Le potentiel de croissance semble important en Amérique du Nord (10 %) ainsi qu'en Europe de l'Est, et dans toute la zone Asie/Pacifique.

En Europe, la progression s'infléchit par rapport aux années précédentes et diminuera probablement de 6 à 4 %. L'échographie est considérée comme un outil majeur du diagnostic final et elle est largement diffusée. Il faut s'attendre à un taux de croissance plus faible, émergeant d'un marché consacré au renouvellement et à la spécialisation, et malgré des prix de marché en augmentation.

Le regroupement des sociétés acquises par PHILIPS (ATL et AGILENT) et SIEMENS (ACUSON) est maintenant effectif. GE, HITACHI, PHILIPS, SIEMENS et TOSHIBA représentent la majorité du marché des ultrasons (comme de l'imagerie). Si PHILIPS peut dire qu'il est maintenant en seconde position « juste derrière GE » sur le marché de l'imagerie, c'est grâce au rachat d'ATL. En effet, ATL et ACUSON détenaient une part significative du marché de l'échographie. Il faut rappeler que GE avait déjà acquis en 1998 la société VINGMED, spécialisée en échocardiographie, et en 2001, la société KRETZ dont le savoir-faire est reconnu en échographie 3D.

On notera avec intérêt que les gammes de matériels restent parfois redondantes, de peur probablement de déstabiliser la clientèle (achat, SAV). Le marché de la cardiologie, mal représenté au RSNA, fait toujours l'objet d'une activité et d'une gamme spécifique.

Un lissage des gammes, voire une réduction du nombre des marques est à prévoir dans les années à venir. Outre le chevauchement des modèles, les fusions amorcent souvent un phénomène de standardisation ; or standard et créativité n'ont jamais fait bon ménage. Les grands fournisseurs pourraient bien synthétiser et normaliser les technologies au risque de dégrader considérablement le bouillonnement d'idées présent sur des marchés plus diffus.

Le malaise français sur les aspects médico-légaux de spécialités telles que la gynéco-obstétrique ne transparaît par directement à Chicago. Il existe déjà une possibilité d'accréditation pour les échographistes. Mais d'autres initiatives méritent d'être citées notamment une collaboration internationale pour la mise en place d'une base de données de plusieurs milliers d'anomalies foetales (International Registry of Foetal Anomalies — IRONFAN) consultables par Internet. La consultation est accessible à partir ou près de l'échographe.

Au-delà de cette gigantesque encyclopédie, des conseils en termes de « timing » et programmation des examens pourraient aussi voir le jour. L'objectif est de démontrer qu'une anomalie prévisible devrait automatiquement influencer la date de l'examen afin de favoriser son dépistage. Par exemple, certaines anomalies sont visibles uniquement la 12 e semaine et pas après ; donc l'examen doit se faire la 12 e semaine.

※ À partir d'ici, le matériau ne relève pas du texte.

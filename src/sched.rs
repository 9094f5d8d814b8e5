//! The scheduler: ready queues and dispatch decisions (spec §4.3,
//! component L3).
//!
//! Grounded on the teacher's `task/readyqueue.rs` (`BitmapQueue`,
//! `ScheduleDecision`) and `utils/prio_bitmap.rs`, collapsed from a
//! const-generic, `Traits`-parameterized design to one concrete
//! 256-priority-level instantiation (spec §3 fixes `Priority` to `u8`).
use crate::klock::{self, CpuLockCell, CpuLockGuard};
use crate::list::List;
use crate::task::{ReadyRole, Tcb, ThreadState};
use crate::utils::PrioBitmap;

/// Thread priority. 0 is lowest, 255 is highest (spec §3).
pub type Priority = u8;

/// How a thread competes with others at the same effective priority.
#[derive(Debug, Clone, Copy, PartialEq, Eq)]
pub enum SchedulingPolicy {
    /// Runs until it blocks, sleeps, terminates, or is preempted by a
    /// higher-priority thread; never preempted by an equal-priority one.
    Fifo,
    /// Additionally time-sliced against other `RoundRobin` threads at the
    /// same effective priority, with the given quantum in ticks.
    RoundRobin { quantum: crate::tick::Tick },
}

struct ReadyQueues {
    bitmap: PrioBitmap,
    queues: [List<Tcb, ReadyRole>; 256],
}

impl ReadyQueues {
    const fn new() -> Self {
        const EMPTY: List<Tcb, ReadyRole> = List::new();
        Self { bitmap: PrioBitmap::new(), queues: [EMPTY; 256] }
    }
}

static READY: CpuLockCell<ReadyQueues> = CpuLockCell::new(ReadyQueues::new());

/// The thread presently running on this core, or `None` before boot /
/// while idling with nothing runnable (should not happen once the idle
/// thread, spec §4.11, has been created — it is always ready at priority
/// 0).
static CURRENT: CpuLockCell<Option<&'static Tcb>> = CpuLockCell::new(None);

pub fn current(lock: &CpuLockGuard) -> Option<&'static Tcb> {
    *CURRENT.read(&**lock)
}

/// Like [`current`], but halts instead of returning `None`. For call
/// sites (mutex/semaphore/condvar operations) that are only ever reached
/// from thread context, where a current thread always exists once the
/// scheduler has started.
pub fn current_or_fatal(lock: &CpuLockGuard) -> &'static Tcb {
    current(lock).unwrap_or_else(|| crate::error::fatal("no current thread"))
}

/// # Safety
/// Caller must ensure `tcb` genuinely is now the running thread (its
/// state has been updated to `Runnable` and it has been removed from the
/// ready queue).
pub(crate) fn set_current(lock: &mut CpuLockGuard, tcb: Option<&'static Tcb>) {
    *CURRENT.write(&mut **lock) = tcb;
}

/// Insert `tcb` into the ready queue at its current effective priority.
/// `tcb` must not already be in the ready queue.
pub fn make_ready(lock: &mut CpuLockGuard, tcb: &'static Tcb) {
    let pri = tcb.effective_priority();
    let rq = READY.write(&mut **lock);
    rq.queues[pri as usize].push_back(tcb);
    rq.bitmap.set(pri);
}

/// Remove `tcb` from the ready queue at `at_priority` (its effective
/// priority at the time it was inserted — callers must track this across
/// priority changes, see `reorder_ready`).
pub fn remove_ready(lock: &mut CpuLockGuard, tcb: &'static Tcb, at_priority: Priority) {
    let rq = READY.write(&mut **lock);
    rq.queues[at_priority as usize].remove(tcb);
    if rq.queues[at_priority as usize].is_empty() {
        rq.bitmap.clear(at_priority);
    }
}

/// Move `tcb` from `old_priority` to its current effective priority within
/// the ready queue, used after `set_priority`/priority-inheritance changes
/// its effective priority while it is Runnable.
pub fn reorder_ready(lock: &mut CpuLockGuard, tcb: &'static Tcb, old_priority: Priority) {
    let new_priority = tcb.effective_priority();
    if new_priority == old_priority {
        return;
    }
    remove_ready(lock, tcb, old_priority);
    make_ready(lock, tcb);
}

/// The highest occupied ready-queue priority, if any.
pub fn highest_ready_priority(lock: &CpuLockGuard) -> Option<Priority> {
    READY.read(&**lock).bitmap.highest()
}

/// Pop the highest-priority ready thread (FIFO among ties), if any.
pub fn pop_highest_ready(lock: &mut CpuLockGuard) -> Option<&'static Tcb> {
    let rq = READY.write(&mut **lock);
    let pri = rq.bitmap.highest()?;
    let tcb = rq.queues[pri as usize].pop_front().unwrap();
    if rq.queues[pri as usize].is_empty() {
        rq.bitmap.clear(pri);
    }
    Some(tcb)
}

/// Pop the next-highest-ready thread, make it current, and hand control to
/// it. The caller must have already arranged for `cur` to be wherever it
/// belongs (back on the ready queue if it should run again later, left off
/// entirely if it just blocked or terminated) — this only performs the
/// handoff itself. Shared tail of [`dispatch`], [`yield_now`], and
/// [`preempt_for_quantum_expiry`], so the two callers that also rotate
/// `cur` onto the ready queue can't each independently get the self-switch
/// case (`next == cur`, parking `cur` with no one left to wake it) wrong.
///
/// Consumes the lock: once this returns, the kernel lock has been
/// released (the port releases interrupts as part of completing the
/// switch).
fn perform_switch(mut lock: CpuLockGuard, cur: &'static Tcb) {
    let next = pop_highest_ready(&mut lock).expect("bitmap said a thread was ready");
    set_current(&mut lock, Some(next));

    let from_sp = Some(cur.stack_pointer());
    let to_sp = next.stack_pointer();
    drop(lock);

    #[cfg(any(test, feature = "std"))]
    crate::testport::switch_to(from_sp, to_sp);
    #[cfg(not(any(test, feature = "std")))]
    crate::port::current().request_context_switch();

    // Control resumes here once this call's own thread (`cur`, whichever
    // thread actually invoked `dispatch`/`yield_now`/`preempt_for_quantum_
    // expiry`) is current again — the one point a thread can rely on
    // running on its own stack, so it's the right place to run any
    // asynchronous signal catchers due (spec §4.8).
    crate::signal::deliver_pending_catchers();
}

/// Re-evaluate who should be running and, if it differs from the thread
/// that was running when the kernel lock was taken, perform the switch.
/// This is the sole place a context switch is initiated (spec §4.3: "the
/// kernel never switches away from a thread except through this
/// decision").
///
/// Consumes the lock: once this returns, the kernel lock has been
/// released (the port releases interrupts as part of completing, or not
/// performing, the switch).
pub fn dispatch(mut lock: CpuLockGuard) {
    let Some(cur) = current(&lock) else {
        // No thread has ever really run yet (called from a `boot::init`
        // initializer, or right after `reset_for_test`). There is no "from"
        // OS thread the port could hand control off from, so acting now
        // would pop a thread off the ready queue without ever actually
        // switching to it; `sched::start` performs the one real first
        // dispatch once boot finishes.
        drop(lock);
        return;
    };
    // A thread that called `dispatch` after blocking or terminating has
    // already moved its own state off `Runnable`; such a thread must
    // always be switched away from, regardless of priority — only a
    // still-`Runnable` `cur` can "win" and keep the CPU.
    let cur_runnable = matches!(cur.state(), ThreadState::Runnable);
    let next_priority = highest_ready_priority(&lock).map_or(-1i16, |p| p as i16);

    if cur_runnable {
        let cur_priority = cur.effective_priority() as i16;
        if next_priority <= cur_priority {
            // `cur` still has the highest priority; nothing to do.
            drop(lock);
            return;
        }
    } else if next_priority < 0 {
        crate::error::fatal("current thread is not runnable and no thread is ready");
    }

    if cur_runnable {
        // `cur` keeps running conceptually (it's still Runnable) but no
        // longer holds the CPU; put it back on the ready queue behind
        // other threads at its own priority.
        make_ready(&mut lock, cur);
    }
    perform_switch(lock, cur);
}

/// Move the calling thread to the tail of its own priority's ready queue
/// and let an equal-priority peer run next, if one is waiting (spec §4.3's
/// `yield`). A no-op if no such peer is currently ready — rotating `cur`
/// behind itself with nothing else to switch to would just hand the CPU
/// straight back after parking it pointlessly.
pub fn yield_now(lock: CpuLockGuard) {
    let mut lock = lock;
    let cur = current_or_fatal(&lock);
    let pri = cur.effective_priority();
    let peer_waiting = !READY.read(&*lock).queues[pri as usize].is_empty();
    if !peer_waiting {
        drop(lock);
        return;
    }
    make_ready(&mut lock, cur);
    perform_switch(lock, cur);
}

/// Rotate the current thread to the tail of its priority's ready queue on
/// round-robin quantum expiry (spec §4.3/§5), if a distinct
/// equal-or-higher-priority thread is actually ready to take the CPU. A
/// no-op otherwise, for the same self-switch reason as [`yield_now`].
pub(crate) fn preempt_for_quantum_expiry(lock: CpuLockGuard, cur: &'static Tcb) {
    let mut lock = lock;
    match highest_ready_priority(&lock) {
        Some(p) if p >= cur.effective_priority() => {
            make_ready(&mut lock, cur);
            perform_switch(lock, cur);
        }
        _ => drop(lock),
    }
}

/// Called once by `boot::init` to perform the very first dispatch, which
/// never returns (the boot/idle "thread" becomes just an OS-level parked
/// thread in the test port, or the reset vector's infinite loop on real
/// hardware).
pub fn start(lock: CpuLockGuard) -> ! {
    let mut lock = lock;
    let first = pop_highest_ready(&mut lock).expect("no thread ready at boot");
    set_current(&mut lock, Some(first));
    let sp = first.stack_pointer();
    drop(lock);
    crate::port::current().first_switch_to(sp)
}

/// Clear the ready queues and current-thread pointer. Used by
/// [`crate::boot::test_init`] so each test that boots a kernel starts from
/// a clean scheduler, since `READY`/`CURRENT` are process-global statics
/// shared by every `#[test]` in the same test binary.
#[cfg(any(test, feature = "std"))]
pub fn reset_for_test() {
    let mut lock = klock::lock_cpu();
    *READY.write(&mut *lock) = ReadyQueues::new();
    set_current(&mut lock, None);
}

#[cfg(test)]
mod tests {
    use super::*;

    #[test]
    fn bitmap_reflects_ready_queue_population() {
        let mut lock = klock::lock_cpu();
        assert_eq!(highest_ready_priority(&lock), None);
        drop(lock);
    }
}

Les professionnels jugeront l'intérêt et les possibilités d'application !

Quoiqu'il en soit, la question posée en France ne se situe pas directement sur les obligations de moyens. La suspension de l'arrêt PERRUCHE donne une première bouffée d'air frais aux praticiens français, mais l'épisode a marqué les esprits. Il ne fait aucun doute que la réflexion est amenée à se poursuivre.
Haut de page - Plan de l'article

Tendances technologiques

La volonté de proposer des solutions technologiques moins opérateur-dépendant demeure encore le maître mot en échographie. Certains paramètres physiques seront toujours immuables : longueur d'ondes, vitesse du son, comportement des signaux à travers les tissus et faiblesse de l'oeil humain à discerner les contrastes.

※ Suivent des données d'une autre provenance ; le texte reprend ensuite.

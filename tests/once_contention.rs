//! `Once::call_once` under real contention (spec §8 scenario 6): four
//! threads race to run the same protected closure, which itself sleeps
//! (exercising `task::sleep_for`, spec §4.2) before incrementing a shared
//! counter. The closure must run exactly once, and the three losers must
//! block on it rather than each re-running it — so total elapsed time is
//! bounded by one sleep, not by the number of contenders.
//!
//! Nothing in this scenario actually needs a timeout to fire except the
//! winner's own `sleep_for`, and nothing here advances the clock on its
//! own (unlike `timers_drift_free.rs`, which drives `tick::on_tick`
//! directly with no kernel threads involved at all) — so this file runs a
//! dedicated low-priority thread whose whole job is to play the tick
//! interrupt: advance the clock and run both tick hooks, in a loop, at
//! real wall-clock intervals, stopping itself once the test is done so it
//! can't bleed into the next test sharing this binary's process-global
//! kernel statics.

mod common;

use std::sync::atomic::{AtomicBool, AtomicU64, AtomicUsize, Ordering};
use std::time::Duration as StdDuration;

use rt_kernel::boot;
use rt_kernel::klock;
use rt_kernel::once::Once;
use rt_kernel::sched::{self, SchedulingPolicy};
use rt_kernel::task::{self, JoinPolicy, Tcb};
use rt_kernel::tick;
use rt_kernel::timer;

const WORKER_PRIO: u8 = 5;
const TICKER_PRIO: u8 = 1;
const SLEEP_TICKS: i64 = 10;
const WORKER_COUNT: usize = 4;

static ONCE: Once = Once::new();
static COUNTER: AtomicUsize = AtomicUsize::new(0);
static FINISHED: AtomicUsize = AtomicUsize::new(0);
static START_TICK: AtomicU64 = AtomicU64::new(0);
static END_TICK: AtomicU64 = AtomicU64::new(0);

static STOP_TICKER: AtomicBool = AtomicBool::new(false);
static TICKER_STOPPED: AtomicBool = AtomicBool::new(false);

static IDLE_TCB: Tcb = boot::new_idle_tcb();
static TICKER_TCB: Tcb =
    Tcb::new("ticker", TICKER_PRIO, SchedulingPolicy::Fifo, JoinPolicy::Detached, ticker_entry, 0);

static WORKER_TCBS: [Tcb; WORKER_COUNT] = [
    Tcb::new("worker0", WORKER_PRIO, SchedulingPolicy::Fifo, JoinPolicy::Detached, worker_entry, 0),
    Tcb::new("worker1", WORKER_PRIO, SchedulingPolicy::Fifo, JoinPolicy::Detached, worker_entry, 1),
    Tcb::new("worker2", WORKER_PRIO, SchedulingPolicy::Fifo, JoinPolicy::Detached, worker_entry, 2),
    Tcb::new("worker3", WORKER_PRIO, SchedulingPolicy::Fifo, JoinPolicy::Detached, worker_entry, 3),
];

fn terminate_self() -> ! {
    let lock = klock::lock_cpu();
    let me = sched::current_or_fatal(&lock);
    task::terminate(lock, me)
}

fn ticker_entry(_arg: usize) {
    while !STOP_TICKER.load(Ordering::SeqCst) {
        std::thread::sleep(StdDuration::from_millis(1));
        tick::on_tick();
        task::tick_hook();
        timer::tick_hook();
    }
    TICKER_STOPPED.store(true, Ordering::SeqCst);
    terminate_self();
}

fn worker_entry(_arg: usize) {
    ONCE.call_once(|| {
        COUNTER.fetch_add(1, Ordering::SeqCst);
        task::sleep_for(SLEEP_TICKS);
    });
    if FINISHED.fetch_add(1, Ordering::SeqCst) + 1 == WORKER_COUNT {
        END_TICK.store(tick::now(), Ordering::SeqCst);
    }
    terminate_self();
}

fn init_all() {
    START_TICK.store(tick::now(), Ordering::SeqCst);
    task::activate(&TICKER_TCB, common::leak_stack(32 * 1024));
    for tcb in &WORKER_TCBS {
        task::activate(tcb, common::leak_stack(32 * 1024));
    }
}

#[test]
fn protected_closure_runs_exactly_once_under_contention() {
    let _guard = common::serial();
    COUNTER.store(0, Ordering::SeqCst);
    FINISHED.store(0, Ordering::SeqCst);
    STOP_TICKER.store(false, Ordering::SeqCst);
    TICKER_STOPPED.store(false, Ordering::SeqCst);

    common::boot_kernel(&[init_all], &IDLE_TCB);
    common::wait_until(|| FINISHED.load(Ordering::SeqCst) == WORKER_COUNT, StdDuration::from_secs(5));

    STOP_TICKER.store(true, Ordering::SeqCst);
    common::wait_until(|| TICKER_STOPPED.load(Ordering::SeqCst), StdDuration::from_secs(5));

    assert_eq!(COUNTER.load(Ordering::SeqCst), 1, "closure must run exactly once");
    assert!(ONCE.is_completed());

    let elapsed = END_TICK.load(Ordering::SeqCst) - START_TICK.load(Ordering::SeqCst);
    assert!(elapsed >= SLEEP_TICKS as u64, "must wait out at least the one sleep: {elapsed}");
    // Four serialized sleeps (the bug this guards against: every loser
    // re-running the closure instead of blocking on the winner) would take
    // roughly 4x as long; a generous margin away from that still proves
    // the losers never repeated the sleep.
    assert!(elapsed < 2 * SLEEP_TICKS as u64, "losers must not re-run the sleep: {elapsed}");
}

Le champ d'action et de progression reste encore large. Avec une convergence des avancées technologiques. Elles concernent soit la partie émission/réception du signal (codage de phase et/ou d'amplitude, gain intelligent, travail sur les sondes, tirs multi directionnels, etc.), soit le traitement des données acquises, leur communication et leur diffusion.

Le codage de pulse

L'émission d'un signal primaire engendre la formation d'échos qui, en retour, forment l'image. Pour cette raison, la séquence de réception des signaux joue un rôle essentiel. Elle apparaît même comme le cycle le plus important, parfois au détriment du signal d'émission. Aujourd'hui, le pulse émis est classiquement dit « large bande », c'est à dire constitué d'une demi-oscillation la plus étroite possible dans le temps.

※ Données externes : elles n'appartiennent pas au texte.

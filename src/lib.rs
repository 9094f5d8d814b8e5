//! A preemptive, priority-based real-time concurrency kernel.
//!
//! This crate implements thread scheduling, mutual exclusion (mutexes with
//! priority inheritance and priority ceiling protocols), counting semaphores,
//! condition variables, bounded priority/FIFO message queues, POSIX-style
//! signals, and a drift-free software timer engine. It does not implement
//! anything architecture-specific: context switching, stack initialization,
//! interrupt masking, and the tick source are all provided by an external
//! [`port::Port`] implementation (see [`port`]).
#![cfg_attr(not(any(test, feature = "std")), no_std)]

pub mod config;
pub mod error;
pub mod list;
pub mod klock;
pub mod tick;
pub mod port;
pub mod sched;
pub mod task;
pub mod wait;
pub mod mutex;
pub mod semaphore;
pub mod condvar;
pub mod queue;
pub mod signal;
pub mod timer;
pub mod once;
pub mod boot;
pub mod utils;

#[cfg(any(test, feature = "std"))]
pub mod testport;

pub use error::ResultCode;
pub use tick::{Duration, Tick};
pub use sched::Priority;
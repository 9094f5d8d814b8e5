//! Intrusive, non-allocating doubly-linked circular lists.
//!
//! Grounded on the teacher's `utils/intrusive_list.rs` (`ListHead<Index>`,
//! `Link<Index>`, `Ident<&'static T>`), specialized away from that file's
//! generic `Index: ops::Index`-container indirection. Every object this
//! kernel links into a list (`Tcb`, `MutexCb`, `TimerCb`, ...) is allocated
//! once, lives for the program's lifetime, and is referenced with
//! `&'static Self` (spec §3/§9 — no reference counting, no heap). That
//! collapses the teacher's generic container-indexed design to direct
//! `&'static` pointers, which is exactly the `Ident<&'static T>`
//! specialization the teacher itself provides as `StaticListHead`/
//! `StaticLink`, just made the only representation instead of one of many.
//!
//! All mutation happens while the caller holds the kernel lock
//! ([`crate::klock`]), so plain [`core::cell::Cell`] interior mutability is
//! sufficient; there is never genuine concurrent access to a list's links.
use core::cell::Cell;
use core::fmt;
use core::marker::PhantomData;

/// Per-node link storage for the `Role` list. Embed one of these for each
/// list a node type can simultaneously belong to.
pub struct Links<T: 'static, Role = ()> {
    prev: Cell<Option<&'static T>>,
    next: Cell<Option<&'static T>>,
    linked: Cell<bool>,
    _role: PhantomData<Role>,
}

impl<T, Role> Links<T, Role> {
    pub const fn new() -> Self {
        Self {
            prev: Cell::new(None),
            next: Cell::new(None),
            linked: Cell::new(false),
            _role: PhantomData,
        }
    }

    /// Whether this node currently belongs to this role's list.
    pub fn is_linked(&self) -> bool {
        self.linked.get()
    }
}

impl<T, Role> Default for Links<T, Role> {
    fn default() -> Self {
        Self::new()
    }
}

// Safety: every mutation of a node's links happens while the caller holds
// the kernel lock (see module doc); there is never genuine concurrent
// access. Needed so node types (`Tcb`, `MutexCb`, `TimerCb`, ...) that embed
// `Links` can themselves live in a `static`.
unsafe impl<T: 'static, Role> Sync for Links<T, Role> {}

impl<T, Role> fmt::Debug for Links<T, Role> {
    fn fmt(&self, f: &mut fmt::Formatter<'_>) -> fmt::Result {
        f.debug_struct("Links")
            .field("linked", &self.linked.get())
            .finish()
    }
}

/// Implemented by types that can be linked into a [`List`]. Analogous to
/// the teacher's pointer-to-member accessor closures, but a plain method.
///
/// A node type that belongs to more than one list at once (e.g. a `Tcb`
/// belongs to a ready-queue list, a wait-queue list, and a timeout list)
/// implements `Node<Role>` once per zero-sized `Role` marker type, each
/// pointing at a distinct embedded `Links<Self, Role>` field — coherence
/// allows this because the impls differ in `Role`, even though `Self` is
/// the same type each time.
pub trait Node<Role = ()>: Sized + 'static {
    fn links(&self) -> &Links<Self, Role>;
}

/// An intrusive circular doubly-linked list of `&'static T`, for the `Role`
/// link set.
pub struct List<T: Node<Role>, Role = ()> {
    head: Cell<Option<&'static T>>,
    _role: PhantomData<Role>,
}

impl<T: Node<Role>, Role> List<T, Role> {
    pub const fn new() -> Self {
        Self { head: Cell::new(None), _role: PhantomData }
    }

    pub fn is_empty(&self) -> bool {
        self.head.get().is_none()
    }

    pub fn front(&self) -> Option<&'static T> {
        self.head.get()
    }

    pub fn back(&self) -> Option<&'static T> {
        self.head.get().map(|h| h.links().prev.get().unwrap())
    }

    /// Insert `node` immediately before `before` (a current list member),
    /// or at the back if `before` is `None`.
    fn insert_before(&self, node: &'static T, before: Option<&'static T>) {
        debug_assert!(!node.links().is_linked());
        match (self.head.get(), before) {
            (None, _) => {
                node.links().prev.set(Some(node));
                node.links().next.set(Some(node));
                self.head.set(Some(node));
            }
            (Some(head), before) => {
                let before = before.unwrap_or(head);
                let prev = before.links().prev.get().unwrap();
                prev.links().next.set(Some(node));
                node.links().prev.set(Some(prev));
                node.links().next.set(Some(before));
                before.links().prev.set(Some(node));
            }
        }
        node.links().linked.set(true);
    }

    pub fn push_back(&self, node: &'static T) {
        self.insert_before(node, None);
    }

    pub fn push_front(&self, node: &'static T) {
        let old_head = self.head.get();
        self.insert_before(node, old_head);
        self.head.set(Some(node));
    }

    /// Remove `node` from the list. `node` must currently be linked into
    /// `self`; violating this is a logic error, matching the teacher's
    /// "caller guarantees membership" contract for intrusive lists.
    pub fn remove(&self, node: &'static T) {
        debug_assert!(node.links().is_linked());
        let prev = node.links().prev.get().unwrap();
        let next = node.links().next.get().unwrap();
        if core::ptr::eq(prev, node) {
            // sole element
            self.head.set(None);
        } else {
            prev.links().next.set(Some(next));
            next.links().prev.set(Some(prev));
            if let Some(head) = self.head.get() {
                if core::ptr::eq(head, node) {
                    self.head.set(Some(next));
                }
            }
        }
        node.links().prev.set(None);
        node.links().next.set(None);
        node.links().linked.set(false);
    }

    pub fn pop_front(&self) -> Option<&'static T> {
        let node = self.head.get()?;
        self.remove(node);
        Some(node)
    }

    /// Insert `node` into a list ordered by `less` (ascending: the first
    /// element for which `less(node, existing)` holds wins the spot before
    /// `existing`). Ties go after all existing equal elements, giving FIFO
    /// order among ties — this is how ready queues and wait queues satisfy
    /// spec §3's "sorted-queue" invariant with a FIFO tiebreak.
    pub fn insert_sorted_by(&self, node: &'static T, mut less: impl FnMut(&T, &T) -> bool) {
        if let Some(head) = self.head.get() {
            let mut cursor = head;
            loop {
                if less(node, cursor) {
                    self.insert_before(node, Some(cursor));
                    if core::ptr::eq(cursor, head) {
                        self.head.set(Some(node));
                    }
                    return;
                }
                let next = cursor.links().next.get().unwrap();
                if core::ptr::eq(next, head) {
                    // reached the end without finding a spot: append
                    self.insert_before(node, None);
                    return;
                }
                cursor = next;
            }
        } else {
            self.push_back(node);
        }
    }

    pub fn iter(&self) -> Iter<T, Role> {
        Iter { head: self.head.get(), cur: self.head.get(), _role: PhantomData }
    }
}

impl<T: Node<Role>, Role> Default for List<T, Role> {
    fn default() -> Self {
        Self::new()
    }
}

// Safety: see `Links`'s impl above — all mutation happens under the kernel
// lock. Needed for `List`/`DeadlineList` statics declared directly (not
// behind a `CpuLockCell`), e.g. `task::TIMEOUTS`/`timer::TIMERS`.
unsafe impl<T: Node<Role>, Role> Sync for List<T, Role> {}

/// Walks the list starting at its head, stopping once it wraps back around.
pub struct Iter<T: Node<Role>, Role = ()> {
    head: Option<&'static T>,
    cur: Option<&'static T>,
    _role: PhantomData<Role>,
}

impl<T: Node<Role>, Role> Iterator for Iter<T, Role> {
    type Item = &'static T;

    fn next(&mut self) -> Option<Self::Item> {
        let cur = self.cur?;
        let next = cur.links().next.get().unwrap();
        self.cur = if core::ptr::eq(next, self.head?) { None } else { Some(next) };
        Some(cur)
    }
}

De nouvelles techniques de codage des signaux tendent à prouver à la fois l'importance des signaux d'émission et l'intérêt de leur conférer des aspects particuliers. Il s'agit de donner une sorte d'identifiant à chaque signal émis et ainsi de le situer dans le temps et dans l'espace. Les améliorations obtenues en termes de qualité « image » sont remarquables notamment sur les sondes linéaires. Le codage de pulse augmente la sensibilité (le rapport signal/bruit) sans affecter la résolution. Le travail en profondeur devient accessible à des fréquences élevées.

Chez GE tout signal émis est constitué d'un train d'ondes dont le nombre change à chaque émission. Cette technique, dite de « 4 e génération » souligne avant tout que GE possédait déjà un savoir-faire dans le domaine.

La solution développée par SIEMENS-ACUSON (Coherent Pulse Formation) consiste à coder le signal en fréquence. Le train d'ondes émis possède plusieurs oscillations dont la fréquence augmente alors que l'amplitude diminue. SIEMENS-ACUSON parle de « chirp » (sifflement d'oiseaux en français).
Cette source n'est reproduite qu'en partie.